Select from the records below every line that has the word "Lower" in it.
---*---
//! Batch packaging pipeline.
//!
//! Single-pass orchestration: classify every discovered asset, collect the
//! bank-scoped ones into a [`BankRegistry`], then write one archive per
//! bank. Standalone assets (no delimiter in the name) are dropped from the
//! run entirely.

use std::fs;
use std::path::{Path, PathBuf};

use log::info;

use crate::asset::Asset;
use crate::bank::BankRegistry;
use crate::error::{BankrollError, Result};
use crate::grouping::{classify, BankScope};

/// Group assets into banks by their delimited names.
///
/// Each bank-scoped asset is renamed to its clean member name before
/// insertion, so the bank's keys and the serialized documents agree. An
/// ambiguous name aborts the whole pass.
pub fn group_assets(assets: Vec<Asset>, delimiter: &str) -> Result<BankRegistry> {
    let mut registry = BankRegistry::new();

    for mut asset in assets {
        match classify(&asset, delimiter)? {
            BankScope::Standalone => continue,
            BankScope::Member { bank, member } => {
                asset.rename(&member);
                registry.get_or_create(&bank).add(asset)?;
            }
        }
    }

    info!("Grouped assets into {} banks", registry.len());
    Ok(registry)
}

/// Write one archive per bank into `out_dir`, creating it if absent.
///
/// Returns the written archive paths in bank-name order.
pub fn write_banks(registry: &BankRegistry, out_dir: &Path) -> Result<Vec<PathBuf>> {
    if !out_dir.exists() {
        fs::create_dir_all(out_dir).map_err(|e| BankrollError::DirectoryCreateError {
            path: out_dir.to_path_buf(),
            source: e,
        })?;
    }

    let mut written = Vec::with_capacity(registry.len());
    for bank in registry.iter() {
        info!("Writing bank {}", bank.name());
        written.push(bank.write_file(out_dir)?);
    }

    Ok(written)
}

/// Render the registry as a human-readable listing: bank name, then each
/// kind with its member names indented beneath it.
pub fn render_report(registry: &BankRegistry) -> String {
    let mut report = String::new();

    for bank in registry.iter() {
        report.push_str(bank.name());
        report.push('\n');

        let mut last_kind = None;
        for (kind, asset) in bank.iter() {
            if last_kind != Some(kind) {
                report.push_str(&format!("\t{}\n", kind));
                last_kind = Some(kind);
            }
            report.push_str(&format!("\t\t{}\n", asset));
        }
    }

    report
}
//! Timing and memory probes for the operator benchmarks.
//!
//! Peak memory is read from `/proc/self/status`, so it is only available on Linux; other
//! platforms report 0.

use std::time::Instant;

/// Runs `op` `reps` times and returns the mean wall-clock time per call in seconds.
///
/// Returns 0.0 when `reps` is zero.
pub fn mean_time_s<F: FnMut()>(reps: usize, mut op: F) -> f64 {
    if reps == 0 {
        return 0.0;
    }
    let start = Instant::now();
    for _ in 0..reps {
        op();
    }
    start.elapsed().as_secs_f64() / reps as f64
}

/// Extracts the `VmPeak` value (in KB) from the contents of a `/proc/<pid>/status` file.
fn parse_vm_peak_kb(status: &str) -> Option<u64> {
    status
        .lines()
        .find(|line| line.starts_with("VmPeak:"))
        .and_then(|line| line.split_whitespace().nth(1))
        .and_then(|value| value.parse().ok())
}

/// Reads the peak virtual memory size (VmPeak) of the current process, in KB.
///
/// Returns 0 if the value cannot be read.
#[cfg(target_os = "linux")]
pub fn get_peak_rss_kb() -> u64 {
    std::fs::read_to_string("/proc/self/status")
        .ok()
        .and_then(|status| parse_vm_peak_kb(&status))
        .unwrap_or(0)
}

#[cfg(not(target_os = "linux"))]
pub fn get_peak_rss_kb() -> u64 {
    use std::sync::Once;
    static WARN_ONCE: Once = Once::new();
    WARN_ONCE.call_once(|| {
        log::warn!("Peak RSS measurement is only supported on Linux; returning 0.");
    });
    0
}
---*---
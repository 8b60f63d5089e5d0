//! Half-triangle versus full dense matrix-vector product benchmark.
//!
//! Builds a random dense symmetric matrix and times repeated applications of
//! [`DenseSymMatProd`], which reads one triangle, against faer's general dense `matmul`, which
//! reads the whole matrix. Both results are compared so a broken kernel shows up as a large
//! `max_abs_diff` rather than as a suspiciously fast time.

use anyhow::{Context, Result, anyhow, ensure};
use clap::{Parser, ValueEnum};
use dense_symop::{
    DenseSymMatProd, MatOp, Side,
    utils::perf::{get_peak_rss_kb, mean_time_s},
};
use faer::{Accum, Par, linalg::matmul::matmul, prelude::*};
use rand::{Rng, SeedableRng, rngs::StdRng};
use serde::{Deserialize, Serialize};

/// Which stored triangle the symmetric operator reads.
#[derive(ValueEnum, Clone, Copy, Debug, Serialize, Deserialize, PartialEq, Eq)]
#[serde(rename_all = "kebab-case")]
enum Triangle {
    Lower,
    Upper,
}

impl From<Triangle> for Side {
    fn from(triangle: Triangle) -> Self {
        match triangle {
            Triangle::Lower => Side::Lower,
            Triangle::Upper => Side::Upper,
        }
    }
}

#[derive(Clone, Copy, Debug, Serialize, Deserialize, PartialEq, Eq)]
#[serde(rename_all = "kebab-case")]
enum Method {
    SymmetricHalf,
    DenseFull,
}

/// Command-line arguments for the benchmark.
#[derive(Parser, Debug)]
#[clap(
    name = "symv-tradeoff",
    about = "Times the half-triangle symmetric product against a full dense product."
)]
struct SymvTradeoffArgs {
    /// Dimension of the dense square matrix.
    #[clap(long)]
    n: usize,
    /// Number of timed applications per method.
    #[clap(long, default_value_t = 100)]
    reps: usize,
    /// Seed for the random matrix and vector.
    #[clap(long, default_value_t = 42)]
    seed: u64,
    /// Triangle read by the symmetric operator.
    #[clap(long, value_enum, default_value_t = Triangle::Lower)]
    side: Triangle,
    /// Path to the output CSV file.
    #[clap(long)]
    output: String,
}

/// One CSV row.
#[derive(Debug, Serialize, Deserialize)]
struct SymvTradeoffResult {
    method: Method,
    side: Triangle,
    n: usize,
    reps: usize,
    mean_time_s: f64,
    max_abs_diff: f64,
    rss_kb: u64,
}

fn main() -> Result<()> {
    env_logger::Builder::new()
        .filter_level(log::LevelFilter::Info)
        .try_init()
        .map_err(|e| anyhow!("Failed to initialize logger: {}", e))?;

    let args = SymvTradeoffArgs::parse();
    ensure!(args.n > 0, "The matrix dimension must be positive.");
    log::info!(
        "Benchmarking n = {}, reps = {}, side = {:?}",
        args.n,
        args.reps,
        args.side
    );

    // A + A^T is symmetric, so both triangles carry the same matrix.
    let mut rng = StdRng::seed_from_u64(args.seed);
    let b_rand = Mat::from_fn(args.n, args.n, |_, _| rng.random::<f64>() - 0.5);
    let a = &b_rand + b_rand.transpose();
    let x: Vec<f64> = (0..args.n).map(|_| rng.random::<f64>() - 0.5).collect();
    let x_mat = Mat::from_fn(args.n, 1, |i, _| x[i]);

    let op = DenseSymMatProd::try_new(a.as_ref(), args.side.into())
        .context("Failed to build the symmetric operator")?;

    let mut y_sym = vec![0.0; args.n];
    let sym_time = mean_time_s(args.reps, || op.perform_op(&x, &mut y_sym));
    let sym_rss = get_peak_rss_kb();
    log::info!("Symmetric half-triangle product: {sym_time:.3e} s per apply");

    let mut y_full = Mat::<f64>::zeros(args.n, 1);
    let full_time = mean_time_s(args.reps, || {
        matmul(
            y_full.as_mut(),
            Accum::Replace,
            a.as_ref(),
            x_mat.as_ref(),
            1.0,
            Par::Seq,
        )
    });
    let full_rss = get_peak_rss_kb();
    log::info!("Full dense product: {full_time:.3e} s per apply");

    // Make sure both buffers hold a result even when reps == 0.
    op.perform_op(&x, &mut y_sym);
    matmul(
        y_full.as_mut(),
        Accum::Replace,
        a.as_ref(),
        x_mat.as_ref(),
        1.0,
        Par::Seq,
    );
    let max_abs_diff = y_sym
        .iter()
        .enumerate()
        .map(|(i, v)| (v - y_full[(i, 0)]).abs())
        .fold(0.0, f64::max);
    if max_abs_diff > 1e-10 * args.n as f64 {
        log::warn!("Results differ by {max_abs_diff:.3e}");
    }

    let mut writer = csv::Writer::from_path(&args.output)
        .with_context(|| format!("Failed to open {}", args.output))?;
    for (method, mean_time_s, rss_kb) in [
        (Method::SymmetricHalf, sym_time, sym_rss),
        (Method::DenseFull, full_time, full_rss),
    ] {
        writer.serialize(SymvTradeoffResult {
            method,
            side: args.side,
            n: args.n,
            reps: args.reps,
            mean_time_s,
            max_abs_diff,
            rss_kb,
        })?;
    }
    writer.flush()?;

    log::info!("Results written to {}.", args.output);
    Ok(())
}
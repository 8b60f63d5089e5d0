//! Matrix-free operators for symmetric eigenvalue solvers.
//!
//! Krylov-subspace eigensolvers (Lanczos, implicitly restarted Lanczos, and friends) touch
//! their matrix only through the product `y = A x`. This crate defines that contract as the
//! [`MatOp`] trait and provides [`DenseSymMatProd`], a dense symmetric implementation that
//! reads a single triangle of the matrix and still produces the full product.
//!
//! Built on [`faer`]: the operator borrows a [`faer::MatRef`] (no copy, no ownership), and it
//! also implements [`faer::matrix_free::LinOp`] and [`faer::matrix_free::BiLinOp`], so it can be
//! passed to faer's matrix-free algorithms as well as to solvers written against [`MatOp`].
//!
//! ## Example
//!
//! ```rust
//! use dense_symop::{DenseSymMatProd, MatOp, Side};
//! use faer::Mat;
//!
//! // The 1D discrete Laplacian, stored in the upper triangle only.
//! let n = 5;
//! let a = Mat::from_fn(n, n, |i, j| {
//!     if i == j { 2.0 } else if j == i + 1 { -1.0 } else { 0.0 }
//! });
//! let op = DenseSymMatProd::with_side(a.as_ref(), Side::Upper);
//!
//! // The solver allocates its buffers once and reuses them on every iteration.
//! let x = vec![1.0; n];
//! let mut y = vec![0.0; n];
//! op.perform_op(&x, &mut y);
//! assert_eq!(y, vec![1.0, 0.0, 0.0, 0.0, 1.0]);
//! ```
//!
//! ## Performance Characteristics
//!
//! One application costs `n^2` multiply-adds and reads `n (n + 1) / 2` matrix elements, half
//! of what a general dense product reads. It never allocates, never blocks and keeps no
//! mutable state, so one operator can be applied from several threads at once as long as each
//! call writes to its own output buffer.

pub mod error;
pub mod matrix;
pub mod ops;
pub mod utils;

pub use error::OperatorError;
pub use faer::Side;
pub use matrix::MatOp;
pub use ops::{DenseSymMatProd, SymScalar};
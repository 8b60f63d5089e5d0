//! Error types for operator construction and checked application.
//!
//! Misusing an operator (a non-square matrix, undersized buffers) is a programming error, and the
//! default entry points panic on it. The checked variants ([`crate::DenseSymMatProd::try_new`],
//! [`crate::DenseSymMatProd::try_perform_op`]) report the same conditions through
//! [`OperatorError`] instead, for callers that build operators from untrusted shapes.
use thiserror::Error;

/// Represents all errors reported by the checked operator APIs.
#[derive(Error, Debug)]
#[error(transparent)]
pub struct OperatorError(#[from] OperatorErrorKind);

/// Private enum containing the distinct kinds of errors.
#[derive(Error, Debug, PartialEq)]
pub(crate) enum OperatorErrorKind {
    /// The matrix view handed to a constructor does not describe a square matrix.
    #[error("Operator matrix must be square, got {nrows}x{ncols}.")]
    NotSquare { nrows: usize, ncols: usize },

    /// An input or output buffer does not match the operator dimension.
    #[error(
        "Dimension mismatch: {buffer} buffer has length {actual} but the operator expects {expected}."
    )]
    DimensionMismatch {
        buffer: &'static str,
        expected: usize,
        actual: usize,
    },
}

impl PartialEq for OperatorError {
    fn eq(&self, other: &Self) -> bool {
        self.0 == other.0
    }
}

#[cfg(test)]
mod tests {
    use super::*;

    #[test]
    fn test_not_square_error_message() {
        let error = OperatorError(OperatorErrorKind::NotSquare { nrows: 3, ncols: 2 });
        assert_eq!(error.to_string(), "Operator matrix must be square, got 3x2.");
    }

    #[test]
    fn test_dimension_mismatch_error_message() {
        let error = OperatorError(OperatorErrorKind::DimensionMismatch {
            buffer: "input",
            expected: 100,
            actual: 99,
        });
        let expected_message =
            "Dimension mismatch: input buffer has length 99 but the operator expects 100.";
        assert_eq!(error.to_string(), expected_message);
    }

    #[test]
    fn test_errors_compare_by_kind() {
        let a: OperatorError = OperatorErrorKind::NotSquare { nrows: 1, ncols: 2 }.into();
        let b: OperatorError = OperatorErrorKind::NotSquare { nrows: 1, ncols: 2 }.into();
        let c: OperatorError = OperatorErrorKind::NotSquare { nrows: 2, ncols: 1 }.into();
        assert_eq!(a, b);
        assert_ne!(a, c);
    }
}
---*---
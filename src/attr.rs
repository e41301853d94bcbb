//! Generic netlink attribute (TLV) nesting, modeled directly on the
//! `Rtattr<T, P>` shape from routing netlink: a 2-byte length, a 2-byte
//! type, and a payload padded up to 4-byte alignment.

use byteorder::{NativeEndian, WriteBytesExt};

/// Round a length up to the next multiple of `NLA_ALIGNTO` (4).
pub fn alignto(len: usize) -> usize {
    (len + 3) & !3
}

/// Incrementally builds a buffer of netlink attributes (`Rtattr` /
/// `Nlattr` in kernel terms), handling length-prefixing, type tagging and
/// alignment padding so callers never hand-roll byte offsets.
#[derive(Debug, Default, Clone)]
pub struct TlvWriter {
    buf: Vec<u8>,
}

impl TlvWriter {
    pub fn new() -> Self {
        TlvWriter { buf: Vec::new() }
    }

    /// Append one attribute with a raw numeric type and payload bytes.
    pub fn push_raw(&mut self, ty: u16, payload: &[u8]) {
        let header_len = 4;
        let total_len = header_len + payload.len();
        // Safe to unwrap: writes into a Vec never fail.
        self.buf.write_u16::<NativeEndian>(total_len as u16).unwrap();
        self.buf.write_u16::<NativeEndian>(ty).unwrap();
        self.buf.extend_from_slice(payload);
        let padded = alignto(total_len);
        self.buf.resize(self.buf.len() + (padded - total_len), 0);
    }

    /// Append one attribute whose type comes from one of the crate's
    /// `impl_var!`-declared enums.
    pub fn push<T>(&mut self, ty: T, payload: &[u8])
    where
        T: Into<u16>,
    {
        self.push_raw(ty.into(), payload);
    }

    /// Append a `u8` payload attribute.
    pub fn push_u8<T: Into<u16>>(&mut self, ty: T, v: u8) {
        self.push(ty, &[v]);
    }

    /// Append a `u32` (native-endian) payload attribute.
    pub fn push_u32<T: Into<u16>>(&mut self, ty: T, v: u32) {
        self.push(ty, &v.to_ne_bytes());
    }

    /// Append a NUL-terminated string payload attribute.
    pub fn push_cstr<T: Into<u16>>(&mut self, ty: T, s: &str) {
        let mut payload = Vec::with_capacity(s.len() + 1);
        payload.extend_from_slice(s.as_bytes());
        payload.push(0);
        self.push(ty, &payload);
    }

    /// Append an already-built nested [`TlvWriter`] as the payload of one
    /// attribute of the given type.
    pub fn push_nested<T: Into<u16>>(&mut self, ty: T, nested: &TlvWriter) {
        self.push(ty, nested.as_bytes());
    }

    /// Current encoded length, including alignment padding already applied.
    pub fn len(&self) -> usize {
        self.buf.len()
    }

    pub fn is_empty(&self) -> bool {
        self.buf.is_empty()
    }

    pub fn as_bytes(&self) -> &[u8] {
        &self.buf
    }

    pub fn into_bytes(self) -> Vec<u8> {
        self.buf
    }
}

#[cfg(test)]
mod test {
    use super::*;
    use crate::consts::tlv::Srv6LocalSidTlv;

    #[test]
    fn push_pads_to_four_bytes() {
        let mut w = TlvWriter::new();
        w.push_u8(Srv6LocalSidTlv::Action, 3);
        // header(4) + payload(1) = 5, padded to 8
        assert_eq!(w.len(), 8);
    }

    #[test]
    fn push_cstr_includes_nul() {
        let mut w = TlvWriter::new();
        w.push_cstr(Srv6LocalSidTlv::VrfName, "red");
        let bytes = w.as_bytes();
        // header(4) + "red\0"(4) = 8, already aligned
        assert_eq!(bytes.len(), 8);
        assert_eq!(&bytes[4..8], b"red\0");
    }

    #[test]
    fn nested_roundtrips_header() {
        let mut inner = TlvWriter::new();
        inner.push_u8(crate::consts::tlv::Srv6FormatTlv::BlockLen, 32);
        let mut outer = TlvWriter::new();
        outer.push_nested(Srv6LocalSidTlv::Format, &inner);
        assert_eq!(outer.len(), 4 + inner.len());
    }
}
---*---
**ANSWER TO THE EXERCISE:**
    Lower,
            Triangle::Lower => Side::Lower,
    #[clap(long, value_enum, default_value_t = Triangle::Lower)]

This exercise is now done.